Они не должны были встретиться. Он жил в деревушке недалеко от города Новопетровска, она – в деревушке под Рязанью. Но когда ему было десять, они чуть было не столкнулись. Мать вывезла его в конце лета в Москву – купить что-нибудь болоньевое ребенку на осень, а ее родители именно в этот день таскали восьмилетнюю дочку за руку по галереям ГУМа, рассчитывая подобрать девочке что-нибудь приличное на ноги. В два часа дня осатаневшая от диких очередей и духоты «Детского мира» его мать волокла сына по Никольской к ГУМу, потому как ничего подходящего в «Детском мире» не обнаружилось, а в это же самое время по той же Никольской ее родители шагали из Гума в Детский мир, потому как с обувью в ГУМе тоже как-то не сложилось. Она гордо восседала на плечах молодого отца и еще издали заметила невысокую женщину в старушечьем платочке, за которой утомленно шагал долговязый черноволосый подросток. Он ее не успел заметить, да и она не успела к нему приглядеться, хотя ощутила какое-то смутное беспокойство. В самом начале Никольской от раннего пробуждения, тесного автобуса, грязной электрички, духоты, очередей и мамкиного несчастного лица у него вдруг пошла носом кровь. Мать заткнула ему нос платком и потащила его в аптеку, которая как раз в начале Никольской и находилась. Она повернула голову, посмотрела на исчезающий за тяжелыми дверьми силуэт, на пятна крови на августовском московском асфальте и забыла о нем.

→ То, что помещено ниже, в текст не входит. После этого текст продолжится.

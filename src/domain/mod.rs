// Domain layer: 核心模型與 ports (介面)

pub mod model;
pub mod ports;
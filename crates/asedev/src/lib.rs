//! Decoding of Aseprite sprite files and flattening of their layer groups
//! into RGBA textures, with optional slicing of a sprite sheet into quads.
//!
//! The usual entry point is [`import::import`], which runs the whole pipeline.
//! The individual stages are exposed for tools that need only part of it:
//!
//! - [`format`] decodes the binary file,
//! - [`compose`] groups layers and blends them onto canvases,
//! - [`sheet`] finds opaque islands in a raster and builds quads for them.

pub mod compose;
pub mod errors;
pub mod format;
pub mod icon;
pub mod import;
pub mod sheet;
pub mod utils;

pub use self::errors::{Error, FormatError, NotSupportedError, Result};
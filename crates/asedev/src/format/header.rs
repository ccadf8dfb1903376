use bitflags::bitflags;

use crate::{errors::FormatError, format::ColorDepth, utils::mem_reader::MemReader};

/// Size of the file header in bytes.
pub const HEADER_SIZE: usize = 128;

const MAGIC: u16 = 0xA5E0;

bitflags! {
    /// Flags for the whole file.
    #[derive(Clone, Copy, PartialEq, Eq, Debug)]
    pub struct HeaderFlags: u32 {
        /// Layer opacity is valid.
        const HAS_LAYER_OPACITY = 0x0001;
        /// Layer group blend mode is valid.
        const HAS_LAYER_GROUP_BLEND = 0x0002;
        /// Layers have UUIDs.
        const HAS_LAYER_UUIDS = 0x0004;
    }
}

/// The fixed-size header at the start of every Aseprite file.
#[derive(Debug, Clone)]
pub struct Header {
    file_size: u32,
    frame_count: u16,
    width: u16,
    height: u16,
    color_depth: ColorDepth,
    flags: HeaderFlags,
    /// Deprecated in favor of per-frame durations.
    speed_ms: u16,
    transparent_index: u8,
    num_colors: u16,
    pixel_width: u8,
    pixel_height: u8,
    grid_x: i16,
    grid_y: i16,
    grid_width: u16,
    grid_height: u16,
}

impl Header {
    /// Reads the header, checking the magic number before any other field is
    /// interpreted.
    pub(crate) fn read<M: MemReader>(reader: &mut M) -> Result<Self, FormatError> {
        let mut reader = reader.read_to_subreader("header", HEADER_SIZE)?;
        let file_size = reader.read_u32_le()?;
        let magic = reader.read_u16_le()?;
        if magic != MAGIC {
            return Err(FormatError::BadMagic {
                what: "file",
                expected: MAGIC,
                found: magic,
            });
        }
        let frame_count = reader.read_u16_le()?;
        let width = reader.read_u16_le()?;
        let height = reader.read_u16_le()?;
        let color_depth = ColorDepth::from_bits(reader.read_u16_le()?);
        let flags = HeaderFlags::from_bits_retain(reader.read_u32_le()?);
        let speed_ms = reader.read_u16_le()?;
        reader.skip("reserved", 8)?;
        let transparent_index = reader.read_u8()?;
        reader.skip("reserved", 3)?;
        let num_colors = reader.read_u16_le()?;
        let pixel_width = reader.read_u8()?;
        let pixel_height = reader.read_u8()?;
        let grid_x = reader.read_i16_le()?;
        let grid_y = reader.read_i16_le()?;
        let grid_width = reader.read_u16_le()?;
        let grid_height = reader.read_u16_le()?;
        // The remaining 84 bytes are reserved.

        Ok(Self {
            file_size,
            frame_count,
            width,
            height,
            color_depth,
            flags,
            speed_ms,
            transparent_index,
            num_colors,
            pixel_width,
            pixel_height,
            grid_x,
            grid_y,
            grid_width,
            grid_height,
        })
    }

    /// Total size of the file in bytes, header included.
    #[must_use]
    pub fn file_size(&self) -> u32 {
        self.file_size
    }

    #[must_use]
    pub fn frame_count(&self) -> u16 {
        self.frame_count
    }

    #[must_use]
    pub fn width(&self) -> u16 {
        self.width
    }

    #[must_use]
    pub fn height(&self) -> u16 {
        self.height
    }

    #[must_use]
    pub fn color_depth(&self) -> ColorDepth {
        self.color_depth
    }

    #[must_use]
    pub fn flags(&self) -> HeaderFlags {
        self.flags
    }

    #[must_use]
    pub fn speed_ms(&self) -> u16 {
        self.speed_ms
    }

    #[must_use]
    pub fn transparent_index(&self) -> u8 {
        self.transparent_index
    }

    #[must_use]
    pub fn num_colors(&self) -> u16 {
        self.num_colors
    }

    /// The pixel aspect ratio as `(width, height)`. `(0, 0)` means square.
    #[must_use]
    pub fn pixel_ratio(&self) -> (u8, u8) {
        (self.pixel_width, self.pixel_height)
    }

    /// Grid origin and cell size as `(x, y, width, height)`.
    #[must_use]
    pub fn grid(&self) -> (i16, i16, u16, u16) {
        (self.grid_x, self.grid_y, self.grid_width, self.grid_height)
    }
}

Через четыре года они отдыхали в одном пионерском лагере, но через смену. Поэтому он целовался в беседке не с нею, а с рыжеволосой Оленькой из города Солнечногорска, а она дала пощечину за попытку запустить ей руку под майку не ему, а кудрявому Вадику из Электростали. Впрочем, дала бы она пощечину ему, и полез бы он к ней под майку, представься ему такая возможность, неизвестно. Однако выведенная его рукой на скамейке химическим карандашом надпись – «Оля классно целуется» – ее заинтересовала и не выходила из головы целых три дня.

Еще через три года судьба развела их вовсе в последнюю секунду. Он вновь приехал в Москву, на этот раз без мамы, чтобы поступить в институт. Сдал почти все экзамены, но на последнем повздорил с экзаменатором. Не согласился с его выводом и принялся яростно доказывать собственную правоту. Экзаменатор обиделся на мгновенно вкипающего юнца, который приехал из глухой подмосковной деревни, и стал задавать ему дополнительные вопросы, по итогам которых абитуриент должен был отправиться не в аудиторию, а на призывной пункт. Взмокший и расстроенный он долго бродил по окраинным улочкам столицы, пока не вышел к станции Петровско-Разумовская, не сел на электричку и не приехал на Ленинградский вокзал. Побродив между ним и Ярославским, он спустился в метро и отправился к Кузнецкому мосту. Там он полюбовался в угловом магазинчике музыкальными инструментами и двинулся к укромной пельменной, что находилась в проезде Художественного театра. Заказал двойную порцию пельменей с маслом, взял чай, булочку за три копейки, отметив таким образом свой первый провал. Когда он уже поел и шагнул к выходу, очередной посетитель споткнулся и опрокинул ему на грудь порцию пельменей с уксусом. Ему потребовалось полминуты, чтобы вытереться салфетками, умыться и застегнуть под горло ветровку. Именно этой половины минуты ему не хватило, чтобы увидеть ее. Она шла вместе с сестрой и ее женихом из салона для новобрачных, что располагался напротив «Детского мира», по тому же проезду Художественного театра к Центральному телеграфу, чтобы звонить домой и хвастаться купленным платьем. Когда он вышел из пельменной, она как раз проходила мимо входа в МХАТ. На мгновение он замер, разглядывая стройный силуэт в легком платье, но время уже уходило, и он побежал к метро.